What I learned from ~5 years at Amazon all of which were spent at an organization called AMXL. I’m moving to a new organization within Amazon, and I felt like it was a good time to reflect.

Reflecting on people

Being negative and short with people is almost always detrimental to both you and them. If this is occurring figure out why and fix it asap.

Most requests will be labeled as “urgent”, very few will actually be urgent.

One of the best things a manager can do is help allocate your time well. There will be meetings you never sit in that have an outsized impact on what is worked on and how things are measured, especially long term.

General Reflections

Good documentation is gold. Building in systems to keep it updated over time is gold x2.

Be cautious of your time… 5 years went very quickly, and I don’t see the train slowing down. You also have no idea where the end of the tracks are, enjoy it.

Clarifying questions are powerful & necessary, make sure as much context/information is made available before leaping into action.

It’s very important to understand inputs/outputs. People like to drop you into the middle of a complex problem/workflow which quickly becomes an unsolvable context trap if you don’t understand the start and the end. Also be careful of the XY problem.

Don’t allow my self worth to be entirely defined by work, I need other outlets.

A good metaphor is underrated. The ability to produce a good one quickly is even more underrated.

You should be failing 1-2x per year. This does not need to be out right crash and burn, but it should be something like “yeah we hit the limit of that system, looking back we should have done X, but now we NEED to do X”. This is how you learn, there is no book for this.

Data Reflections

Under the right stressors, people will treat a data orchestration framework as cron.

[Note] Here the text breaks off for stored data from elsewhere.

// Karacfg Destinations
// What a mapping sends, and how a declared target is classified

use std::fmt;
use std::str::FromStr;

use strum_macros::{Display, EnumIter, EnumString, IntoStaticStr};

use crate::error::DestinationError;
use crate::modifier::{Modifier, ModifierSet};
use crate::Key;

/// Pointing-device buttons
#[derive(Debug, Clone, Copy, PartialEq, Eq, Hash, Display, EnumString, IntoStaticStr, EnumIter)]
pub enum MouseButton {
    #[strum(to_string = "button1", serialize = "left")]
    Left,
    #[strum(to_string = "button2", serialize = "right")]
    Right,
    #[strum(to_string = "button3", serialize = "middle")]
    Middle,
    #[strum(to_string = "button4")]
    Button4,
    #[strum(to_string = "button5")]
    Button5,
    #[strum(to_string = "button6")]
    Button6,
    #[strum(to_string = "button7")]
    Button7,
    #[strum(to_string = "button8")]
    Button8,
}

impl MouseButton {
    pub fn name(self) -> &'static str {
        self.into()
    }
}

/// A target as the user declared it, before classification
#[derive(Debug, Clone, PartialEq, Eq)]
pub enum Target {
    Key(Key),
    Mouse(MouseButton),
    /// A key name, a button name or a shell command; resolved at compile time
    Text(String),
}

impl From<Key> for Target {
    fn from(key: Key) -> Self {
        Target::Key(key)
    }
}

impl From<MouseButton> for Target {
    fn from(button: MouseButton) -> Self {
        Target::Mouse(button)
    }
}

impl From<&str> for Target {
    fn from(text: &str) -> Self {
        Target::Text(text.to_string())
    }
}

impl From<String> for Target {
    fn from(text: String) -> Self {
        Target::Text(text)
    }
}

impl fmt::Display for Target {
    fn fmt(&self, f: &mut fmt::Formatter<'_>) -> fmt::Result {
        match self {
            Target::Key(key) => write!(f, "{}", key),
            Target::Mouse(button) => write!(f, "{}", button),
            Target::Text(text) => write!(f, "{}", text),
        }
    }
}

/// One declared destination: a target plus the modifiers to send with it
#[derive(Debug, Clone, PartialEq, Eq)]
pub struct DestinationSpec {
    pub target: Target,
    pub modifiers: ModifierSet,
}

impl DestinationSpec {
    pub fn new(target: impl Into<Target>, modifiers: impl IntoIterator<Item = Modifier>) -> Self {
        Self {
            target: target.into(),
            modifiers: modifiers.into_iter().collect(),
        }
    }

    /// Resolve the declared target into an output event.
    ///
    /// Known key names become key events, known button names become pointing
    /// events and any other non-blank text is a shell command. The
    /// destination's own modifiers are independent of the source's.
    pub fn classify(&self) -> Result<Destination, DestinationError> {
        let destination = match &self.target {
            Target::Key(key) => Destination::Key {
                key: *key,
                modifiers: self.modifiers.clone(),
            },
            Target::Mouse(button) => Destination::Pointing(*button),
            Target::Text(text) => {
                let trimmed = text.trim();
                if trimmed.is_empty() {
                    return Err(DestinationError::Blank);
                }
                if let Ok(key) = Key::from_str(trimmed) {
                    Destination::Key {
                        key,
                        modifiers: self.modifiers.clone(),
                    }
                } else if let Ok(button) = MouseButton::from_str(trimmed) {
                    Destination::Pointing(button)
                } else {
                    Destination::Shell(text.clone())
                }
            }
        };

        match &destination {
            Destination::Pointing(_) if !self.modifiers.is_empty() => {
                Err(DestinationError::ModifiersOnNonKey("pointing button"))
            }
            Destination::Shell(_) if !self.modifiers.is_empty() => {
                Err(DestinationError::ModifiersOnNonKey("shell command"))
            }
            _ => Ok(destination),
        }
    }
}

/// A classified destination
#[derive(Debug, Clone, PartialEq, Eq)]
pub enum Destination {
    Key { key: Key, modifiers: ModifierSet },
    Pointing(MouseButton),
    Shell(String),
}

/// `open -a '<app>'`
pub fn open_app_command(app: &str) -> String {
    format!("open -a '{}'", app)
}

/// Ask an application to open a URL through AppleScript
pub fn osa_open_command(app: &str, url: &str) -> String {
    format!(
        "osascript -e 'tell application \"{}\" to open location \"{}\"'",
        app, url
    )
}

#[cfg(test)]
mod tests {
    use super::*;

    fn classify(target: impl Into<Target>) -> Result<Destination, DestinationError> {
        DestinationSpec::new(target, []).classify()
    }

    #[test]
    fn test_key_target() {
        let spec = DestinationSpec::new(Key::Hyphen, [Modifier::LeftShift]);
        assert_eq!(
            spec.classify(),
            Ok(Destination::Key {
                key: Key::Hyphen,
                modifiers: ModifierSet::from([Modifier::LeftShift]),
            })
        );
    }

    #[test]
    fn test_text_that_names_a_key() {
        assert_eq!(
            classify("up_arrow"),
            Ok(Destination::Key {
                key: Key::UpArrow,
                modifiers: ModifierSet::new(),
            })
        );
    }

    #[test]
    fn test_every_mouse_button_is_pointing() {
        assert_eq!(classify(MouseButton::Left), Ok(Destination::Pointing(MouseButton::Left)));
        assert_eq!(classify(MouseButton::Button6), Ok(Destination::Pointing(MouseButton::Button6)));
        assert_eq!(classify("button5"), Ok(Destination::Pointing(MouseButton::Button5)));
        assert_eq!(classify("middle"), Ok(Destination::Pointing(MouseButton::Middle)));
    }

    #[test]
    fn test_key_names_win_over_button_aliases() {
        assert_eq!(
            classify("left"),
            Ok(Destination::Key {
                key: Key::LeftArrow,
                modifiers: ModifierSet::new(),
            })
        );
        assert_eq!(MouseButton::from_str("left"), Ok(MouseButton::Left));
    }

    #[test]
    fn test_other_text_is_shell() {
        assert_eq!(
            classify("open -a 'Finder'"),
            Ok(Destination::Shell("open -a 'Finder'".to_string()))
        );
    }

    #[test]
    fn test_blank_is_rejected() {
        assert_eq!(classify(""), Err(DestinationError::Blank));
        assert_eq!(classify("   "), Err(DestinationError::Blank));
    }

    #[test]
    fn test_modifiers_on_shell_are_rejected() {
        let spec = DestinationSpec::new("say hi", [Modifier::LeftShift]);
        assert_eq!(
            spec.classify(),
            Err(DestinationError::ModifiersOnNonKey("shell command"))
        );
    }

    #[test]
    fn test_command_helpers() {
        assert_eq!(open_app_command("Finder"), "open -a 'Finder'");
        assert_eq!(
            osa_open_command("Raycast", "raycast://x"),
            "osascript -e 'tell application \"Raycast\" to open location \"raycast://x\"'"
        );
    }
}
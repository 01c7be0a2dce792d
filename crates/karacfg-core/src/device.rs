// Karacfg Devices
// Device identification predicates used to scope rules

use serde::{Deserialize, Serialize};
use strum_macros::{Display, EnumString};

/// Identifying properties of an input device.
///
/// Only the fields that are set take part in matching.
#[derive(Debug, Clone, Default, PartialEq, Eq, Hash, Serialize, Deserialize)]
pub struct DeviceIdentifiers {
    #[serde(skip_serializing_if = "Option::is_none")]
    pub vendor_id: Option<u32>,
    #[serde(skip_serializing_if = "Option::is_none")]
    pub product_id: Option<u32>,
    #[serde(skip_serializing_if = "Option::is_none")]
    pub is_keyboard: Option<bool>,
    #[serde(skip_serializing_if = "Option::is_none")]
    pub is_pointing_device: Option<bool>,
    #[serde(skip_serializing_if = "Option::is_none")]
    pub is_built_in_keyboard: Option<bool>,
}

impl DeviceIdentifiers {
    /// Identify a device by vendor and product id
    pub fn new(vendor_id: u32, product_id: u32) -> Self {
        Self {
            vendor_id: Some(vendor_id),
            product_id: Some(product_id),
            ..Self::default()
        }
    }

    /// Identify every device of one vendor
    pub fn vendor(vendor_id: u32) -> Self {
        Self {
            vendor_id: Some(vendor_id),
            ..Self::default()
        }
    }

    /// Identify the built-in keyboard
    pub fn built_in() -> Self {
        Self {
            is_built_in_keyboard: Some(true),
            ..Self::default()
        }
    }

    /// Identifiers for the profile's device list.
    ///
    /// Unset keyboard/pointing flags default to `true` so the host picks up
    /// both kinds of events from the device.
    pub fn for_profile(&self) -> Self {
        Self {
            is_keyboard: Some(self.is_keyboard.unwrap_or(true)),
            is_pointing_device: Some(self.is_pointing_device.unwrap_or(true)),
            ..self.clone()
        }
    }
}

/// How a device predicate is applied
#[derive(Debug, Clone, Copy, Default, PartialEq, Eq, Hash, Display, EnumString, Deserialize)]
#[strum(serialize_all = "snake_case")]
#[serde(rename_all = "snake_case")]
pub enum DevicePolarity {
    /// Only events from the device match
    #[default]
    If,
    /// Events from every other device match
    Unless,
    /// Matches while the device is connected
    ExistsIf,
    /// Matches while the device is not connected
    ExistsUnless,
}

impl DevicePolarity {
    /// Condition type written for this polarity
    pub fn condition_type(self) -> &'static str {
        match self {
            DevicePolarity::If => "device_if",
            DevicePolarity::Unless => "device_unless",
            DevicePolarity::ExistsIf => "device_exists_if",
            DevicePolarity::ExistsUnless => "device_exists_unless",
        }
    }
}

/// A device declaration
#[derive(Debug, Clone, PartialEq, Eq, Hash)]
pub struct Device {
    pub identifiers: DeviceIdentifiers,
    pub polarity: DevicePolarity,
    /// Ask the host to leave this device's events alone
    pub ignore: bool,
}

impl Device {
    pub fn new(identifiers: DeviceIdentifiers) -> Self {
        Self {
            identifiers,
            polarity: DevicePolarity::If,
            ignore: false,
        }
    }

    pub fn polarity(mut self, polarity: DevicePolarity) -> Self {
        self.polarity = polarity;
        self
    }

    pub fn unless(self) -> Self {
        self.polarity(DevicePolarity::Unless)
    }

    pub fn exists_if(self) -> Self {
        self.polarity(DevicePolarity::ExistsIf)
    }

    pub fn exists_unless(self) -> Self {
        self.polarity(DevicePolarity::ExistsUnless)
    }

    pub fn ignore(mut self, ignore: bool) -> Self {
        self.ignore = ignore;
        self
    }
}

impl From<DeviceIdentifiers> for Device {
    fn from(identifiers: DeviceIdentifiers) -> Self {
        Device::new(identifiers)
    }
}

/// Handle to a device declared on a [`crate::Config`]
#[derive(Debug, Clone, Copy, PartialEq, Eq, Hash, PartialOrd, Ord)]
pub struct DeviceId(pub(crate) usize);

impl DeviceId {
    pub fn index(self) -> usize {
        self.0
    }
}
// Karacfg CLI
// Compiles a rule script into the remapping host's configuration file

use std::fs;
use std::io::{self, BufRead, Write};
use std::path::{Path, PathBuf};

use anyhow::{bail, Context, Result};
use clap::Parser;

use karacfg_core::{Compiler, Script};

/// Keyboard remapping config compiler
#[derive(Parser, Debug)]
#[command(name = "karacfg")]
#[command(version)]
#[command(about = "Compile a rule script into karabiner.json", long_about = None)]
struct Args {
    /// TOML rule script
    #[arg(value_name = "SCRIPT")]
    script: PathBuf,

    /// Output file (default: ~/.config/karabiner/karabiner.json)
    #[arg(value_name = "OUTPUT")]
    output: Option<PathBuf>,

    /// Overwrite the output without asking
    #[arg(short, long)]
    yes: bool,

    /// Validate and compile, but write nothing
    #[arg(long)]
    check: bool,

    /// Print the JSON instead of writing a file
    #[arg(long)]
    stdout: bool,

    /// Enable debug logging
    #[arg(short, long)]
    verbose: bool,
}

impl Args {
    fn output_path(&self) -> Result<PathBuf> {
        match &self.output {
            Some(path) => Ok(path.clone()),
            None => default_output(),
        }
    }
}

fn default_output() -> Result<PathBuf> {
    let home = dirs::home_dir().context("cannot locate the home directory")?;
    Ok(home.join(".config").join("karabiner").join("karabiner.json"))
}

/// Ask on stdin; anything but y/yes declines
fn confirm_overwrite(path: &Path) -> Result<bool> {
    print!("{} exists. Overwrite? (y/N) ", path.display());
    io::stdout().flush()?;

    let mut answer = String::new();
    io::stdin().lock().read_line(&mut answer)?;
    Ok(is_yes(&answer))
}

fn is_yes(answer: &str) -> bool {
    matches!(answer.trim().to_ascii_lowercase().as_str(), "y" | "yes")
}

fn init_logging(verbose: bool) {
    let level = if verbose { "debug" } else { "info" };
    env_logger::Builder::from_env(env_logger::Env::default().default_filter_or(level)).init();
}

fn run(args: &Args) -> Result<()> {
    let script = Script::from_toml_path(&args.script)
        .with_context(|| format!("failed to load {}", args.script.display()))?;
    let config = script.to_config()?;

    let mut compiler = Compiler::new();
    let output = compiler.compile(&config)?;
    let json = output.to_json_pretty()?;
    log::debug!("{} combos claimed", compiler.registry().len());

    if args.check {
        println!("{} is valid", args.script.display());
        return Ok(());
    }
    if args.stdout {
        println!("{}", json);
        return Ok(());
    }

    let path = args.output_path()?;
    if path.exists() && !args.yes && !confirm_overwrite(&path)? {
        log::warn!("not overwriting {}", path.display());
        bail!("aborted: {} left untouched", path.display());
    }
    if let Some(parent) = path.parent() {
        fs::create_dir_all(parent)
            .with_context(|| format!("failed to create {}", parent.display()))?;
    }
    fs::write(&path, json).with_context(|| format!("failed to write {}", path.display()))?;

    log::info!("wrote {}", path.display());
    Ok(())
}

fn main() -> Result<()> {
    let args = Args::parse();
    init_logging(args.verbose);
    run(&args)
}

People prefer a wide table rather than creating a data model. It’s important to be careful about this, See post on wide tables

Always assume that people have no understanding of statistics. Always assume your chart/graphic/UI is too complicated. This is NOT a knock on people. You are inherently waist deep in a problem that most others are only weakly aware of, if you can’t boil it down to something graspable that they can care about, that is your own fault.